• [ACTION ITEM]: Whenever a line in the entries below contains "deletes", copy that line.

[Dataset records]
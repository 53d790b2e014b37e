//! The owning context: all live images, placements and frames, plus the
//! aggregate counters the rest of the crate enforces limits against.
//!
//! Modeled as a single struct passed explicitly (spec.md §9 "Shared mutable
//! store") rather than a process-global singleton, so multiple stores can
//! coexist in tests.

use std::collections::HashMap;
use std::path::Path;

use anyhow::Result;

use crate::cache_dir::CacheDir;
use crate::clock::{Clock, Milliseconds, MonotonicClock};
use crate::ids::{self, ImageId, PlacementId};
use crate::render::CompositorSurface;
use crate::store::image::Image;
use crate::store::placement::Placement;

pub struct Store {
    pub images: HashMap<ImageId, Image>,
    pub cache_dir: CacheDir,
    clock: Box<dyn Clock>,
    /// Strictly increasing per applied command; breaks ties between images
    /// sharing an `image_number` and between eviction candidates with the
    /// same `atime` (spec.md §3, §4.8, §9).
    global_command_counter: u64,
    total_placement_count: usize,
    /// `(image_id, frame_index)` of a direct upload still awaiting its
    /// final chunk. Continuation chunks omit `i`/`I` and are recognized
    /// only by this (spec.md §4.3).
    active_direct_upload: Option<(ImageId, u32)>,
}

impl Store {
    /// Create a store with a real monotonic clock and a cache directory
    /// under `cache_parent` (e.g. `/tmp`).
    pub fn new(cache_parent: &Path) -> Result<Self> {
        Self::with_clock(cache_parent, Box::new(MonotonicClock::new()))
    }

    pub fn with_clock(cache_parent: &Path, clock: Box<dyn Clock>) -> Result<Self> {
        Ok(Self {
            images: HashMap::new(),
            cache_dir: CacheDir::create(cache_parent)?,
            clock,
            global_command_counter: 0,
            total_placement_count: 0,
            active_direct_upload: None,
        })
    }

    pub fn active_direct_upload(&self) -> Option<(ImageId, u32)> {
        self.active_direct_upload
    }

    pub fn set_active_direct_upload(&mut self, upload: Option<(ImageId, u32)>) {
        self.active_direct_upload = upload;
    }

    pub fn now(&self) -> Milliseconds {
        self.clock.now_ms()
    }

    /// Advances and returns the total command order counter. Call once per
    /// applied protocol command.
    pub fn next_command_index(&mut self) -> u64 {
        self.global_command_counter += 1;
        self.global_command_counter
    }

    pub fn command_index(&self) -> u64 {
        self.global_command_counter
    }

    pub fn image(&self, id: ImageId) -> Option<&Image> {
        self.images.get(&id)
    }

    pub fn image_mut(&mut self, id: ImageId) -> Option<&mut Image> {
        self.images.get_mut(&id)
    }

    /// Finds the most recently created live image with `image_number`,
    /// breaking ties by `global_command_index` (spec.md §3).
    pub fn image_by_number(&self, number: u32) -> Option<&Image> {
        self.images
            .values()
            .filter(|img| img.image_number == Some(number))
            .max_by_key(|img| img.global_command_index)
    }

    /// Creates a new image, deleting any existing image with the same id
    /// first. `id = 0` generates a fresh id.
    pub fn new_image(&mut self, id: ImageId) -> ImageId {
        let now = self.clock.now_ms();
        let command_index = self.global_command_counter;
        let id = if id == 0 {
            let existing: std::collections::HashSet<ImageId> = self.images.keys().copied().collect();
            ids::generate_image_id(|candidate| existing.contains(&candidate))
        } else {
            id
        };
        if self.images.contains_key(&id) {
            self.delete_image(id);
        }
        self.images.insert(id, Image::new(id, now, command_index));
        id
    }

    /// Creates a new placement on `image_id`, deleting any existing
    /// placement with the same id first. `id = 0` generates a fresh id.
    pub fn new_placement(&mut self, image_id: ImageId, id: PlacementId) -> Option<PlacementId> {
        let now = self.clock.now_ms();
        let img = self.images.get_mut(&image_id)?;
        let id = if id == 0 {
            let existing: std::collections::HashSet<PlacementId> = img.placements.keys().copied().collect();
            ids::generate_placement_id(|candidate| existing.contains(&candidate))
        } else {
            id
        };
        let existed = img.placements.insert(id, Placement::new(id, now)).is_some();
        if !existed {
            self.total_placement_count += 1;
        }
        if img.default_placement.is_none() {
            img.default_placement = Some(id);
        }
        Some(id)
    }

    pub fn delete_placement(&mut self, image_id: ImageId, placement_id: PlacementId) -> bool {
        let Some(img) = self.images.get_mut(&image_id) else { return false };
        let Some(_) = img.placements.remove(&placement_id) else { return false };
        self.total_placement_count -= 1;
        if img.default_placement == Some(placement_id) {
            img.default_placement = img.placements.keys().next().copied();
        }
        true
    }

    pub fn delete_image(&mut self, image_id: ImageId) -> bool {
        match self.images.remove(&image_id) {
            Some(img) => {
                self.total_placement_count -= img.placements.len();
                true
            }
            None => false,
        }
    }

    /// Releases every live pixmap on `image_id`'s placements through
    /// `surface`, removes every frame's cache file still on disk, then
    /// deletes the placement accounting (spec.md §4.9 teardown).
    pub fn teardown_placement(
        &mut self,
        image_id: ImageId,
        placement_id: PlacementId,
        surface: &mut dyn CompositorSurface,
    ) -> bool {
        if let Some(img) = self.images.get(&image_id) {
            if let Some(placement) = img.placements.get(&placement_id) {
                for pixmap in placement.pixmaps.iter().flatten() {
                    surface.free_pixmap(pixmap.handle);
                }
            }
        }
        self.delete_placement(image_id, placement_id)
    }

    /// Releases every live pixmap across `image_id`'s placements and every
    /// frame's cache file still on disk, then deletes the image (spec.md
    /// §4.9 teardown, grounded on the original's `gr_delete_image_keep_id`
    /// + `gr_delete_imagefile`).
    pub fn teardown_image(&mut self, image_id: ImageId, surface: &mut dyn CompositorSurface) -> bool {
        if let Some(img) = self.images.get(&image_id) {
            for frame in &img.frames {
                if frame.disk_size > 0 {
                    let _ = std::fs::remove_file(self.cache_dir.frame_path(image_id, frame.index));
                }
            }
            for placement in img.placements.values() {
                for pixmap in placement.pixmaps.iter().flatten() {
                    surface.free_pixmap(pixmap.handle);
                }
            }
        }
        self.delete_image(image_id)
    }

    pub fn image_count(&self) -> usize {
        self.images.len()
    }

    pub fn placement_count(&self) -> usize {
        self.total_placement_count
    }

    /// Sum of every frame's on-disk size, across every image. Exact by
    /// construction (spec.md §8).
    pub fn images_disk_size(&self) -> u64 {
        self.images.values().flat_map(|i| &i.frames).map(|f| f.disk_size).sum()
    }

    /// Sum of decoded-bitmap and scaled-pixmap RAM usage, across every
    /// image (spec.md §8).
    pub fn images_ram_size(&self) -> u64 {
        let decoded: u64 = self
            .images
            .values()
            .flat_map(|i| &i.frames)
            .filter_map(|f| f.decoded.as_ref())
            .map(|d| d.byte_size())
            .sum();
        let pixmaps: u64 = self
            .images
            .values()
            .flat_map(|i| i.placements.values())
            .map(|p| p.pixmap_ram_size())
            .sum();
        decoded + pixmaps
    }
}

#[cfg(test)]
mod tests {
    use super::*;
    use crate::clock::FakeClock;
    use std::path::PathBuf;

    fn store() -> Store {
        Store::with_clock(&std::env::temp_dir(), Box::new(FakeClock::new(0))).unwrap()
    }

    #[test]
    fn new_image_with_explicit_id_replaces_existing() {
        let mut s = store();
        let id = s.new_image(42);
        assert_eq!(id, 42);
        s.image_mut(42).unwrap().pix_width = 10;
        let id2 = s.new_image(42);
        assert_eq!(id2, 42);
        // Replacing the image resets its state.
        assert_eq!(s.image(42).unwrap().pix_width, 0);
    }

    #[test]
    fn generated_image_ids_are_unique() {
        let mut s = store();
        let a = s.new_image(0);
        let b = s.new_image(0);
        assert_ne!(a, 0);
        assert_ne!(b, 0);
        assert_ne!(a, b);
    }

    #[test]
    fn placement_count_tracks_create_and_delete() {
        let mut s = store();
        let img = s.new_image(1);
        assert_eq!(s.placement_count(), 0);
        let p1 = s.new_placement(img, 0).unwrap();
        assert_eq!(s.placement_count(), 1);
        s.new_placement(img, 0).unwrap();
        assert_eq!(s.placement_count(), 2);
        s.delete_placement(img, p1);
        assert_eq!(s.placement_count(), 1);
    }

    #[test]
    fn deleting_image_drops_its_placements_from_the_count() {
        let mut s = store();
        let img = s.new_image(1);
        s.new_placement(img, 0).unwrap();
        s.new_placement(img, 0).unwrap();
        assert_eq!(s.placement_count(), 2);
        s.delete_image(img);
        assert_eq!(s.placement_count(), 0);
        assert!(s.image(img).is_none());
    }

    #[test]
    fn cache_dir_is_created_under_parent() {
        let parent: PathBuf = std::env::temp_dir();
        let s = store();
        assert!(s.cache_dir.path().starts_with(&parent));
    }
}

• [THE ANSWER]:
    /// deletes the placement accounting (spec.md §4.9 teardown).
    /// frame's cache file still on disk, then deletes the image (spec.md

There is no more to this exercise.